## Exercise details
Copy each line of the data exactly. Leave nothing out.

Data section Start Marker

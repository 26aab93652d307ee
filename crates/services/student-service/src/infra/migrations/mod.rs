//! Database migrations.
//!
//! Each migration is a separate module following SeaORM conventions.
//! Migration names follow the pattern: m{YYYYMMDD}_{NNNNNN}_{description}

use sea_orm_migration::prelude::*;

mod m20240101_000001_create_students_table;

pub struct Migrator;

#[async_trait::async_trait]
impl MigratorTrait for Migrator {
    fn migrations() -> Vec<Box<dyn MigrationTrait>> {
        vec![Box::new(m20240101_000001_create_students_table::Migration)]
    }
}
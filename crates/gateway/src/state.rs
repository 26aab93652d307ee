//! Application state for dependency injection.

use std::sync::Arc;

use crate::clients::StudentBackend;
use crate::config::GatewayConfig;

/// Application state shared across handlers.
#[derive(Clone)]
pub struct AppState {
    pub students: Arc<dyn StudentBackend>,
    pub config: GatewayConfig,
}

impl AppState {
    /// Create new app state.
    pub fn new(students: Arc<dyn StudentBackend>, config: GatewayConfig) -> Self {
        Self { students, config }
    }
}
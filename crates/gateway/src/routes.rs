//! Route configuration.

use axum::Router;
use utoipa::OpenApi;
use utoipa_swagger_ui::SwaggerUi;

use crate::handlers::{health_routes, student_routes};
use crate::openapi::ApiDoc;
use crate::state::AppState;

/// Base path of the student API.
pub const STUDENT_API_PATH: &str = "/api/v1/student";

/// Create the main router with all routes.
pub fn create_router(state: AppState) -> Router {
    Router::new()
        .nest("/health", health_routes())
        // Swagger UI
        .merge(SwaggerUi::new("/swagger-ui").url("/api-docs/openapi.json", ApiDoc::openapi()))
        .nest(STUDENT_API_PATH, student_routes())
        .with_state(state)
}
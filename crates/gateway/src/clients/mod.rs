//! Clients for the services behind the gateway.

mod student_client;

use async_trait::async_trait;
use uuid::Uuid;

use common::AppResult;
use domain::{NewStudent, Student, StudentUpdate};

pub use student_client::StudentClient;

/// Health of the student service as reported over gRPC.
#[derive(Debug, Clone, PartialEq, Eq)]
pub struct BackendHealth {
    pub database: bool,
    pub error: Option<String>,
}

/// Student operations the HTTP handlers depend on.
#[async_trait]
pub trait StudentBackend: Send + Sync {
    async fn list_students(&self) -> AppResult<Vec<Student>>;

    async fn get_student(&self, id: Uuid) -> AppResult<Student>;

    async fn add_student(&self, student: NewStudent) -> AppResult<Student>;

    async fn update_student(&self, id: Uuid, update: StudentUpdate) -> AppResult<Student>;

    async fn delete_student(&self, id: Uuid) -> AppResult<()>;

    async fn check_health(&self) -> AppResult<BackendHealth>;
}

Data section End Marker

## Written response
repository 26aab93652d307ee
filename crates/services/student-service/src/infra/migrations/mod.rs
//! Database migrations.
//!
//! Each migration is a separate module following SeaORM conventions.
//! Migration names follow the pattern: m{YYYYMMDD}_{NNNNNN}_{description}

use sea_orm_migration::prelude::*;

mod m20240101_000001_create_students_table;

pub struct Migrator;

#[async_trait::async_trait]
impl MigratorTrait for Migrator {
    fn migrations() -> Vec<Box<dyn MigrationTrait>> {
        vec![Box::new(m20240101_000001_create_students_table::Migration)]
    }
}
filename crates/gateway/src/state.rs
repository 26aab93652d307ee
//! Application state for dependency injection.

use std::sync::Arc;

use crate::clients::StudentBackend;
use crate::config::GatewayConfig;

/// Application state shared across handlers.
#[derive(Clone)]
pub struct AppState {
    pub students: Arc<dyn StudentBackend>,
    pub config: GatewayConfig,
}

impl AppState {
    /// Create new app state.
    pub fn new(students: Arc<dyn StudentBackend>, config: GatewayConfig) -> Self {
        Self { students, config }
    }
}
filename crates/gateway/src/routes.rs
//! Route configuration.

use axum::Router;
use utoipa::OpenApi;
use utoipa_swagger_ui::SwaggerUi;

use crate::handlers::{health_routes, student_routes};
use crate::openapi::ApiDoc;
use crate::state::AppState;

/// Base path of the student API.
pub const STUDENT_API_PATH: &str = "/api/v1/student";

/// Create the main router with all routes.
pub fn create_router(state: AppState) -> Router {
    Router::new()
        .nest("/health", health_routes())
        // Swagger UI
        .merge(SwaggerUi::new("/swagger-ui").url("/api-docs/openapi.json", ApiDoc::openapi()))
        .nest(STUDENT_API_PATH, student_routes())
        .with_state(state)
}
filename crates/gateway/src/clients/mod.rs
//! Clients for the services behind the gateway.

mod student_client;

use async_trait::async_trait;
use uuid::Uuid;

use common::AppResult;
use domain::{NewStudent, Student, StudentUpdate};

pub use student_client::StudentClient;

/// Health of the student service as reported over gRPC.
#[derive(Debug, Clone, PartialEq, Eq)]
pub struct BackendHealth {
    pub database: bool,
    pub error: Option<String>,
}

/// Student operations the HTTP handlers depend on.
#[async_trait]
pub trait StudentBackend: Send + Sync {
    async fn list_students(&self) -> AppResult<Vec<Student>>;

    async fn get_student(&self, id: Uuid) -> AppResult<Student>;

    async fn add_student(&self, student: NewStudent) -> AppResult<Student>;

    async fn update_student(&self, id: Uuid, update: StudentUpdate) -> AppResult<Student>;

    async fn delete_student(&self, id: Uuid) -> AppResult<()>;

    async fn check_health(&self) -> AppResult<BackendHealth>;
}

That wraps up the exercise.